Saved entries
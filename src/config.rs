use std::path::{Path, PathBuf};

use anyhow::{bail, Context};
use homedir::my_home;
use serde::{Deserialize, Serialize};

const CONFIG_FILE_NAME: &str = "config.yaml";

const DEFAULT_TIMEOUT_SECS: u64 = 10;
const DEFAULT_CACHE_FILE: &str = "scores.csv";
const USER_AGENT_DEFAULT: &str =
    "Mozilla/5.0 (X11; Linux x86_64; rv:124.0) Gecko/20100101 Firefox/124.0";

/// Settings for the http retriever
#[derive(Clone, Debug, Serialize, Deserialize)]
pub struct FetchConfig {
    /// Request timeout in seconds
    #[serde(default = "default_timeout_secs")]
    pub timeout_secs: u64,

    #[serde(default = "default_user_agent")]
    pub user_agent: String,

    /// Proxy url applied to every request (http, https or socks5)
    #[serde(default)]
    pub proxy: Option<String>,

    #[serde(default)]
    pub accept_invalid_certs: bool,

    /// Extra attempts after a network error, 429 or 5xx
    #[serde(default)]
    pub retries: u8,
}

impl Default for FetchConfig {
    fn default() -> Self {
        Self {
            timeout_secs: DEFAULT_TIMEOUT_SECS,
            user_agent: USER_AGENT_DEFAULT.to_string(),
            proxy: None,
            accept_invalid_certs: false,
            retries: 0,
        }
    }
}

#[derive(Clone, Debug, Serialize, Deserialize)]
pub struct CacheConfig {
    /// Score store file, relative to the base directory
    #[serde(default = "default_cache_file")]
    pub file: String,

    /// Sort the two identifiers before touching the store so that (a, b)
    /// and (b, a) share one record.
    #[serde(default)]
    pub canonical_keys: bool,
}

impl Default for CacheConfig {
    fn default() -> Self {
        Self {
            file: DEFAULT_CACHE_FILE.to_string(),
            canonical_keys: false,
        }
    }
}

fn default_timeout_secs() -> u64 {
    DEFAULT_TIMEOUT_SECS
}

fn default_user_agent() -> String {
    USER_AGENT_DEFAULT.to_string()
}

fn default_cache_file() -> String {
    DEFAULT_CACHE_FILE.to_string()
}

#[derive(Clone, Debug, Default, Serialize, Deserialize)]
pub struct Config {
    #[serde(default)]
    pub fetch: FetchConfig,
    #[serde(default)]
    pub cache: CacheConfig,

    #[serde(skip_serializing, skip_deserializing)]
    base_path: PathBuf,
}

impl Config {
    fn validate(&self) -> anyhow::Result<()> {
        if self.fetch.timeout_secs == 0 {
            bail!("fetch.timeout_secs must be greater than 0");
        }

        if self.cache.file.trim().is_empty() {
            bail!("cache.file must not be empty");
        }

        Ok(())
    }

    /// Base directory from `SITESIM_BASE_PATH`, or `~/.local/share/sitesim`.
    pub fn default_base_path() -> anyhow::Result<PathBuf> {
        if let Ok(base_path) = std::env::var("SITESIM_BASE_PATH") {
            return Ok(PathBuf::from(base_path));
        }

        let home = my_home()
            .context("could not determine home directory")?
            .context("home directory path is empty")?;
        Ok(home.join(".local/share/sitesim"))
    }

    /// Load `config.yaml` from `base_path`, writing the defaults first when
    /// the file does not exist.
    pub fn load_with(base_path: &Path) -> anyhow::Result<Self> {
        std::fs::create_dir_all(base_path)
            .with_context(|| format!("failed to create {}", base_path.display()))?;

        let config_path = base_path.join(CONFIG_FILE_NAME);
        if !config_path.exists() {
            log::info!("Creating default config at {}", config_path.display());
            std::fs::write(&config_path, serde_yml::to_string(&Self::default())?)?;
        }

        let config_str = std::fs::read_to_string(&config_path)
            .with_context(|| format!("failed to read {}", config_path.display()))?;
        let mut config: Self = serde_yml::from_str(&config_str).context("config is malformed")?;

        config.base_path = base_path.to_path_buf();

        config.validate()?;

        // resave in case config version needs an upgrade
        if config_str != serde_yml::to_string(&config)? {
            config.save()?;
        }

        Ok(config)
    }

    pub fn save(&self) -> anyhow::Result<()> {
        let config_path = self.base_path.join(CONFIG_FILE_NAME);
        let temp_path = self.base_path.join(format!("{CONFIG_FILE_NAME}-tmp"));

        std::fs::write(&temp_path, serde_yml::to_string(&self)?)?;
        std::fs::rename(&temp_path, &config_path)?;
        Ok(())
    }

    pub fn cache_path(&self) -> PathBuf {
        self.base_path.join(&self.cache.file)
    }
}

→ **Exercise**
Only lines of the data holding the word "yaml" go in the answer. Please copy each of them.

→ **Your response**
const CONFIG_FILE_NAME: &str = "config.yaml";
    /// Load `config.yaml` from `base_path`, writing the defaults first when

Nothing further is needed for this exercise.